Mentari menyusuri seluruh ruangan yang berada di lantai dua, namun batang hidung Bumi sama sekali tidak terlihat. Ia pun memutuskan untuk mencari Bumi di halaman belakang.

Kedua mata Mentari menangkap sesosok lelaki yang masih mengenakan seragam sekolah tengah duduk dengan kepala yang tertunduk, kaki yang ditekuk dan kedua tangan menjambak rambutnya.

"Bumi" Panggil Mentari, namun lelaki itu tetap tidak menoleh. Mentari pun menghampiri Bumi.

"Bumi, lo jangan kayak gini dong Bum" Ucap Mentari berusaha menenangkan Bumi.
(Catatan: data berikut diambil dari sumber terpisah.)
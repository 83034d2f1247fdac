//! Built-in registration. One module per category, aggregated here into a
//! single [`register_all`] call that `env_assign`s every builtin into the
//! global environment.

pub mod arithmetic;
pub mod comparison;
pub mod io;
pub mod lists;
pub mod math;
pub mod strings;
pub mod system;
pub mod types;

use crate::env::env_assign;
use crate::value::{Atom, Interp};

macro_rules! register {
    ($interp:expr, $( $name:literal => $func:expr ),+ $(,)?) => {
        $(
            let id = $interp.heap.intern($name);
            env_assign(&mut $interp.heap, $interp.global_env, id, Atom::Builtin($func));
        )+
    };
}

/// Bind every builtin into `interp.global_env`, and bind `t` to itself.
pub fn register_all(interp: &mut Interp) {
    let t = interp.special.t;
    env_assign(&mut interp.heap, interp.global_env, t, Atom::Sym(t));

    register! { interp,
        "+" => arithmetic::add,
        "-" => arithmetic::sub,
        "*" => arithmetic::mul,
        "/" => arithmetic::div,
        "<" => comparison::lt,
        "is" => comparison::is,
        "car" => lists::car,
        "cdr" => lists::cdr,
        "cons" => lists::cons,
        "apply" => lists::apply_builtin,
        "scar" => lists::scar,
        "scdr" => lists::scdr,
        "type" => types::type_of,
        "string-sref" => strings::string_sref,
        "string" => strings::string,
        "sym" => strings::sym,
        "mod" => math::modulo,
        "expt" => math::expt,
        "log" => math::log,
        "sqrt" => math::sqrt,
        "int" => math::int,
        "trunc" => math::trunc,
        "sin" => math::sin,
        "cos" => math::cos,
        "tan" => math::tan,
        "rand" => math::rand,
        "pr" => io::pr,
        "writeb" => io::writeb,
        "readline" => io::readline,
        "read" => io::read,
        "macex" => io::macex,
        "eval" => io::eval,
        "quit" => io::quit,
        "system" => system::system,
        "load" => system::load,
    }
}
"Mana Bumi yang selalu kuat? Mana?"

"Bumi yang selalu pura - pura untuk terlihat kuat udah gak ada" Jawab Bumi yang masih menundukkan kepalanya.

"Bumi, gue tau lo kuat Bumi, jangan gini dong"

"Bacot" Satu kalimat tersebut lolos dari mulut Bumi, berhasil membuat Mentari terkejut.

"Jangan sok - sok an peduli sama gue" Kini Bumi mendongakan kepalanya sehingga bertatapan dengan Mentari. Mentari melihat ada rasa lelah, sakit dan sedih dalam raut wajah Bumi. Mentari paham, itu pasti sangat menyakitkan.

"Bum--"

"Mending lo pergi!" Titah Bumi.

"Bum--"

"Gue bilang pergi Tar!!" Bentak Bumi berhasil mengundang perhatian Cahaya yang tengah membereskan pecahan kaca di ruang tamu. Namun, Cahaya memilih untuk melihat mereka dari ambang pintu halaman belakang. Mata Mentari memanas mendengar bentakan dari Bumi.

"Cengeng" Ujar Bumi membuat perasaan Mentari bergejolak hebat.

Plak

Satu tamparan berhasil mendarat di pipi Bumi.

"Brengsek, gue cuman mau nenangin lo, gue salah apa Bumi?" Tanya Mentari dengan emosi.

"Salah lo? Lo kenal gue" Jawab Bumi dengan entengnya berhasil membuat air mata Mentari lolos begitu saja. Mentari menggeleng - gelengkan kepalanya tidak percaya dengan apa yang dikatakan Bumi.

Cahaya yang merasa situasinya sudah semakin memanas pun menghampiri mereka.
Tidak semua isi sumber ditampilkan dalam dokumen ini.